Menagih Janji Kebangsaan

Tugas negara sebagaimana diamanatkan dalam dasar negara salah satunya adalah membangun keadilan sosial bagi seluruh rakyat indonesia. Susunan bahasa dan ritme pada kalimat tersebut menyadarkan kita bahwa bangsa ini harus mendudukkan rakyat dan negara dalam keadilan sosial, bukan semata-mata keadilan hukum. Sebab disanalah terletak sesungguhnya keadilan yang substansial.

Semangat yang diusung didalam sila tersebut, oleh para pendiri republik saat merumuskannya, tentu berangkat dari kenyataan sejarah dan sekaligus merupakan cita-cita kebangsaan ke depan. Namun, penerapan dan pembuktian sila kelima ini, rasanya masih belum pas. Keadilan selalu dikonsepsikan dalam hukum, sehingga hanya pada aspek hukum sesorang dapat menuntut keadilan. Namun, keadilan sosial kita hingga saat ini nyata tidak pernah diletakkan sebagai substansi dalam pembangunan bangsa.

Indonesia telah memiliki konstitusi yang meletakkan dasar dan prinsip kehidupan bersama, serta pondasi untuk memperbaiki tata-kelola negara atas dasar peri kemanusiaan, keadilan dan penghargaan pada ke-bhinneka-an. Upaya-upaya di era reformasi telah menghantarkan Indonesia menapaki demokratisasi dan pemajuan HAM, sebagaimana juga diakui oleh komunitas internasional.

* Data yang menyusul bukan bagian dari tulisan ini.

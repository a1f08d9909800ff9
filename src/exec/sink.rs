//! Caller output buffers.

use super::IoShape;
use crate::backend::Tensor;
use crate::error::{ExecutionError, ForgeResult};
use crate::graph::{DataType, Operand, OperandIndex};

/// Borrowed output bytes, filled in logical (NHWC) order after a run.
#[derive(Debug)]
pub struct Sink<'a> {
    operand: OperandIndex,
    shape: IoShape,
    dtype: DataType,
    buffer: &'a mut [u8],
}

impl<'a> Sink<'a> {
    pub fn new(index: OperandIndex, operand: &Operand, buffer: &'a mut [u8]) -> ForgeResult<Self> {
        let shape = IoShape::of(index, &operand.shape)?;
        let required = operand.byte_size();
        if buffer.len() < required {
            return Err(ExecutionError::BufferTooSmall {
                index,
                required,
                actual: buffer.len(),
            }
            .into());
        }
        Ok(Self {
            operand: index,
            shape,
            dtype: operand.dtype(),
            buffer,
        })
    }

    pub fn operand(&self) -> OperandIndex {
        self.operand
    }

    pub fn shape(&self) -> IoShape {
        self.shape
    }

    pub fn pull(&mut self, tensor: &dyn Tensor) -> ForgeResult<()> {
        let values = tensor.read_logical()?;
        for (i, value) in values.iter().take(self.shape.num_elements()).enumerate() {
            self.dtype.encode(*value, self.buffer, i);
        }
        Ok(())
    }

    pub fn bytes(&self) -> &[u8] {
        &*self.buffer
    }
}
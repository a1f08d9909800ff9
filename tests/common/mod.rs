//! Shared helpers for the integration tests.
//!
//! Graph fixtures live in [`fixtures`]. The helpers here build registries,
//! convert between `f32` slices and caller byte buffers, and run a plan
//! once against a set of inputs.
//!
//! # Usage
//!
//! ```ignore
//! mod common;
//! use common::{fixtures, registry, run_once};
//!
//! let plan = Arc::new(compile(fixtures::nop_model(), &registry(), &BackendPolicy::new())?);
//! let output = run_once(&plan, &[vec![1.0, 2.0, 3.0, 4.0]])?;
//! ```

#![allow(dead_code)]

pub mod fixtures;

use std::sync::Arc;

use nnforge::backend::cpu::CpuBackend;
use nnforge::backend::gpu::{GpuBackend, GpuDevice};
use nnforge::backend::BackendRegistry;
use nnforge::codegen::Plan;
use nnforge::exec::Execution;
use nnforge::graph::IoIndex;
use nnforge::{ForgeResult, RuntimeConfig};
pub use serial_test::serial;

/// Registry with the default GPU and CPU backends.
pub fn registry() -> BackendRegistry {
    BackendRegistry::with_default_backends(&RuntimeConfig::default()).expect("default backends")
}

/// Registry whose GPU backend runs on `device`, so a test can inspect it or
/// inject faults.
pub fn registry_with_device(device: Arc<GpuDevice>) -> BackendRegistry {
    let mut registry = BackendRegistry::new();
    registry.add(GpuBackend::with_device(device));
    registry.add(CpuBackend::create());
    registry
}

pub fn f32_bytes(values: &[f32]) -> Vec<u8> {
    values.iter().flat_map(|v| v.to_le_bytes()).collect()
}

pub fn read_f32(bytes: &[u8]) -> Vec<f32> {
    bytes
        .chunks_exact(4)
        .map(|b| f32::from_le_bytes([b[0], b[1], b[2], b[3]]))
        .collect()
}

/// `start, start + 1, ...` with `len` elements.
pub fn ramp(len: usize, start: f32) -> Vec<f32> {
    (0..len).map(|i| start + i as f32).collect()
}

/// Bind `inputs` in order, run once and return every output.
pub fn run_outputs(plan: &Arc<Plan>, inputs: &[Vec<f32>]) -> ForgeResult<Vec<Vec<f32>>> {
    let model = plan.model();
    let input_bytes: Vec<Vec<u8>> = inputs.iter().map(|values| f32_bytes(values)).collect();
    let mut outputs = model
        .outputs()
        .iter()
        .map(|index| -> ForgeResult<Vec<u8>> {
            Ok(vec![0u8; model.operands().shape(*index)?.num_elements() * 4])
        })
        .collect::<ForgeResult<Vec<_>>>()?;

    {
        let mut execution = Execution::new(Arc::clone(plan));
        for (i, bytes) in input_bytes.iter().enumerate() {
            execution.set_input(IoIndex::from(i), bytes)?;
        }
        for (i, buffer) in outputs.iter_mut().enumerate() {
            execution.set_output(IoIndex::from(i), buffer)?;
        }
        execution.run()?;
    }
    Ok(outputs.iter().map(|bytes| read_f32(bytes)).collect())
}

/// Like [`run_outputs`] for single-output models.
pub fn run_once(plan: &Arc<Plan>, inputs: &[Vec<f32>]) -> ForgeResult<Vec<f32>> {
    Ok(run_outputs(plan, inputs)?.swap_remove(0))
}

pub fn assert_close(actual: &[f32], expected: &[f32], tolerance: f32) {
    assert_eq!(actual.len(), expected.len(), "length mismatch: {:?} vs {:?}", actual, expected);
    for (i, (a, e)) in actual.iter().zip(expected).enumerate() {
        assert!(
            (a - e).abs() <= tolerance,
            "element {}: got {}, expected {} (actual {:?})",
            i,
            a,
            e,
            actual
        );
    }
}
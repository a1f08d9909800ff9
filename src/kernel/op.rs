//! A configured kernel invocation, independent of where its buffers live.

use super::{
    activation_inplace, add, avg_pool2d, cast, concat, conv2d, convert, fully_connected,
    max_pool2d, softmax, Conv2DGeometry, Layout, Pool2DGeometry,
};
use crate::graph::{Activation, TypeInfo};

/// Scalar configuration of one runnable kernel.
///
/// Inputs are passed in node order; every op writes exactly one output.
/// Shapes and axes are already expressed in the executing backend's
/// storage order.
#[derive(Debug, Clone, PartialEq)]
pub enum KernelOp {
    Conv2D {
        geometry: Conv2DGeometry,
        activation: Activation,
    },
    MaxPool2D {
        geometry: Pool2DGeometry,
        activation: Activation,
    },
    AvgPool2D {
        geometry: Pool2DGeometry,
        activation: Activation,
    },
    /// Storage dims of every input and the storage axis.
    Concat { dims: Vec<Vec<usize>>, axis: usize },
    FullyConnected {
        batch: usize,
        input_size: usize,
        activation: Activation,
    },
    Softmax {
        outer: usize,
        axis_len: usize,
        inner: usize,
        beta: f32,
    },
    Add { activation: Activation },
    Cast { from: TypeInfo, to: TypeInfo },
    /// Logical reshape between two logical shapes.
    Reshape {
        input_dims: Vec<usize>,
        output_dims: Vec<usize>,
    },
    Copy,
    /// Applied in place on the output; takes no inputs.
    Activation(Activation),
}

impl KernelOp {
    pub fn name(&self) -> &'static str {
        match self {
            KernelOp::Conv2D { .. } => "conv2d",
            KernelOp::MaxPool2D { .. } => "max_pool2d",
            KernelOp::AvgPool2D { .. } => "avg_pool2d",
            KernelOp::Concat { .. } => "concat",
            KernelOp::FullyConnected { .. } => "fully_connected",
            KernelOp::Softmax { .. } => "softmax",
            KernelOp::Add { .. } => "add",
            KernelOp::Cast { .. } => "cast",
            KernelOp::Reshape { .. } => "reshape",
            KernelOp::Copy => "copy",
            KernelOp::Activation(_) => "activation",
        }
    }

    /// Run the kernel on storage-order buffers laid out as `layout`.
    pub fn compute(&self, layout: Layout, inputs: &[&[f32]], output: &mut [f32]) {
        match self {
            KernelOp::Conv2D {
                geometry,
                activation,
            } => conv2d(geometry, layout, inputs[0], inputs[1], inputs[2], *activation, output),
            KernelOp::MaxPool2D {
                geometry,
                activation,
            } => max_pool2d(geometry, layout, inputs[0], *activation, output),
            KernelOp::AvgPool2D {
                geometry,
                activation,
            } => avg_pool2d(geometry, layout, inputs[0], *activation, output),
            KernelOp::Concat { dims, axis } => {
                let parts: Vec<(&[f32], &[usize])> = inputs
                    .iter()
                    .zip(dims)
                    .map(|(data, dims)| (*data, dims.as_slice()))
                    .collect();
                concat(&parts, *axis, output);
            }
            KernelOp::FullyConnected {
                batch,
                input_size,
                activation,
            } => fully_connected(
                inputs[0],
                *batch,
                *input_size,
                inputs[1],
                inputs[2],
                *activation,
                output,
            ),
            KernelOp::Softmax {
                outer,
                axis_len,
                inner,
                beta,
            } => softmax(inputs[0], *outer, *axis_len, *inner, *beta, output),
            KernelOp::Add { activation } => add(inputs[0], inputs[1], *activation, output),
            KernelOp::Cast { from, to } => cast(inputs[0], from, to, output),
            KernelOp::Reshape {
                input_dims,
                output_dims,
            } => {
                let logical = convert(inputs[0], input_dims, layout, Layout::Nhwc);
                let stored = convert(&logical, output_dims, Layout::Nhwc, layout);
                output.copy_from_slice(&stored);
            }
            KernelOp::Copy => output.copy_from_slice(inputs[0]),
            KernelOp::Activation(activation) => activation_inplace(output, *activation),
        }
    }
}
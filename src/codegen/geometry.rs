//! Kernel geometry derived from node parameters.
//!
//! Shared by the planner, which checks the derived output against the
//! declared one, and by the stage generators, which configure kernels.

use super::padding;
use crate::error::{ForgeResult, GraphError};
use crate::graph::{
    Activation, ConcatParam, Conv2DParam, FeatureShape, FullyConnectedParam, Layout, Node, OpKind, OperandIndex,
    OperandSet, Pool2DParam, Shape,
};
use crate::kernel::{Conv2DGeometry, Pool2DGeometry};

pub fn activation(kind: OpKind, operands: &OperandSet, index: OperandIndex) -> ForgeResult<Activation> {
    let code = operands.scalar_i32(index)?;
    Activation::from_code(code).ok_or_else(|| invalid(kind, index, format!("unknown fused activation {}", code)))
}

/// A strictly positive integer scalar (stride or window extent).
pub fn positive(kind: OpKind, operands: &OperandSet, index: OperandIndex) -> ForgeResult<usize> {
    let value = operands.scalar_i32(index)?;
    if value <= 0 {
        return Err(invalid(kind, index, format!("expected a positive value, got {}", value)));
    }
    Ok(value as usize)
}

fn invalid(kind: OpKind, index: OperandIndex, reason: String) -> crate::error::ForgeError {
    GraphError::InvalidParam { kind, index, reason }.into()
}

fn window_output(
    kind: OpKind,
    index: OperandIndex,
    padding: crate::graph::PaddingType,
    input: usize,
    kernel: usize,
    stride: usize,
) -> ForgeResult<usize> {
    padding::output_extent(padding, input, kernel, stride).ok_or_else(|| {
        invalid(
            kind,
            index,
            format!("window {} does not fit input extent {}", kernel, input),
        )
    })
}

pub fn conv2d(node: &Node<Conv2DParam>, operands: &OperandSet) -> ForgeResult<(Conv2DGeometry, Activation)> {
    let kind = OpKind::Conv2D;
    let p = &node.param;
    let input = operands.feature(node.input(Conv2DParam::INPUT))?;
    let kernel = operands.kernel(node.input(Conv2DParam::KERNEL))?;
    let padding_type = padding::decode(kind, operands, p.padding)?;
    let stride_w = positive(kind, operands, p.hstride)?;
    let stride_h = positive(kind, operands, p.vstride)?;
    let output = FeatureShape {
        n: input.n,
        h: window_output(kind, p.padding, padding_type, input.h, kernel.h, stride_h)?,
        w: window_output(kind, p.padding, padding_type, input.w, kernel.w, stride_w)?,
        c: kernel.n,
    };
    let padding = padding::explicit(padding_type, input, output, kernel.h, kernel.w, stride_h, stride_w);
    let geometry = Conv2DGeometry {
        input,
        kernel,
        output,
        stride_h,
        stride_w,
        padding,
    };
    Ok((geometry, activation(kind, operands, p.activation)?))
}

pub fn pool2d(
    kind: OpKind,
    node: &Node<Pool2DParam>,
    operands: &OperandSet,
) -> ForgeResult<(Pool2DGeometry, Activation)> {
    let p = &node.param;
    let input = operands.feature(node.input(0))?;
    let padding_type = padding::decode(kind, operands, p.padding)?;
    let stride_w = positive(kind, operands, p.hstride)?;
    let stride_h = positive(kind, operands, p.vstride)?;
    let kernel_w = positive(kind, operands, p.kw)?;
    let kernel_h = positive(kind, operands, p.kh)?;
    let output = FeatureShape {
        n: input.n,
        h: window_output(kind, p.padding, padding_type, input.h, kernel_h, stride_h)?,
        w: window_output(kind, p.padding, padding_type, input.w, kernel_w, stride_w)?,
        c: input.c,
    };
    let padding = padding::explicit(padding_type, input, output, kernel_h, kernel_w, stride_h, stride_w);
    let geometry = Pool2DGeometry {
        input,
        output,
        kernel_h,
        kernel_w,
        stride_h,
        stride_w,
        padding,
    };
    Ok((geometry, activation(kind, operands, p.activation)?))
}

/// Batch and input size of a fully connected layer.
#[derive(Debug, Clone, Copy, PartialEq, Eq)]
pub struct FullyConnectedGeometry {
    pub batch: usize,
    pub input_size: usize,
    pub num_units: usize,
}

pub fn fully_connected(
    node: &Node<FullyConnectedParam>,
    operands: &OperandSet,
) -> ForgeResult<(FullyConnectedGeometry, Activation)> {
    let kind = OpKind::FullyConnected;
    let input = node.input(FullyConnectedParam::INPUT);
    let (num_units, input_size) = operands.matrix(node.input(FullyConnectedParam::WEIGHT))?;
    let elements = operands.shape(input)?.num_elements();
    if input_size == 0 || elements % input_size != 0 {
        return Err(GraphError::ShapeMismatch {
            kind,
            index: input,
            reason: format!("{} elements are not a multiple of input size {}", elements, input_size),
        }
        .into());
    }
    let geometry = FullyConnectedGeometry {
        batch: elements / input_size,
        input_size,
        num_units,
    };
    Ok((geometry, activation(kind, operands, node.param.activation)?))
}

/// Concatenation axis, checked against the rank of the first input.
pub fn concat_axis(node: &Node<ConcatParam>, operands: &OperandSet) -> ForgeResult<usize> {
    let axis = operands.scalar_i32(node.param.axis)?;
    let rank = operands.shape(node.input(0))?.rank();
    if axis < 0 || axis as usize >= rank {
        return Err(invalid(
            OpKind::Concat,
            node.param.axis,
            format!("axis {} out of range for rank {}", axis, rank),
        ));
    }
    Ok(axis as usize)
}

/// `(outer, axis_len, inner)` of a softmax over the last logical axis.
pub fn softmax_extents(shape: &Shape, layout: Layout) -> (usize, usize, usize) {
    match (shape.dims(), layout) {
        (&[n, h, w, c], Layout::Nchw) => (n, c, h * w),
        (dims, _) => {
            let axis_len = dims.last().copied().unwrap_or(1);
            let outer = dims.iter().rev().skip(1).product();
            (outer, axis_len, 1)
        }
    }
}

Bertolak dari itu, hari ini kita dihadapkan pada persoalan bangsa yang sesungguhnya memerlukan pemecahan yang lebih mendasar. Hak-hak sebagai warga negara khususnya, selalu menjadi pekerjaan rumah yang luput dari penyelesaian yang tuntas. Persoalan-persoalan ekslusivitas selalu mendominasi cara pandang negara dan bangsa ini dalam melihat persoalan. Akibatnya, kaum minoritas dan kelompok marginal tidak mendapatkan tempat yang selayaknya, baik dari sisi administrasi hukum negara, atau lebih jauh keadilan sosial bagi mereka. Pokok yang paling riil itulah yang hingga hari ini dialami oleh warga penghayat kepercayaan dan berkeyakinan, atau bisa kita sebut sebagai agama lokal.

Warga negara yang menghayati dan menjalankan laku agama lokal, sebelum agama-agama dakwah tiba di nusantara, tidak memperoleh kesetaraan sebagaimana penganut agama-agama besar di Indonesia. Data dari Direktorat Jenderal Nilai Budaya, Seni, dan Film, Departemen Kebudayaan dan Pariwisata, jumlah organisasi dan penghayat di Indonesia adalah: organisasi pusat 244, organisasi cabang 954, penghayat 9.981.315. data ini bisa jadi semakin besar, karena terdapat beberapa nama porganisasi penghayat yang tidak terdaftar.

Sebagian besar persoalan mereka adalah membangun inklusifitas dengan negara dan masyarakat pada umumnya. Berbagai sematan tentang kafir, “nyleneh” menjadi “makanan” sehari-hari yang sekalugus menjadi persoalan inklusi baginya. Diluar konteks keagamaan, hal-hal administrasif kenegaraan juga terkendala, sebab form pendataan kewargaan hingga hari ini diharuskan mencantumkan agama besar dalam kartu kependudukan.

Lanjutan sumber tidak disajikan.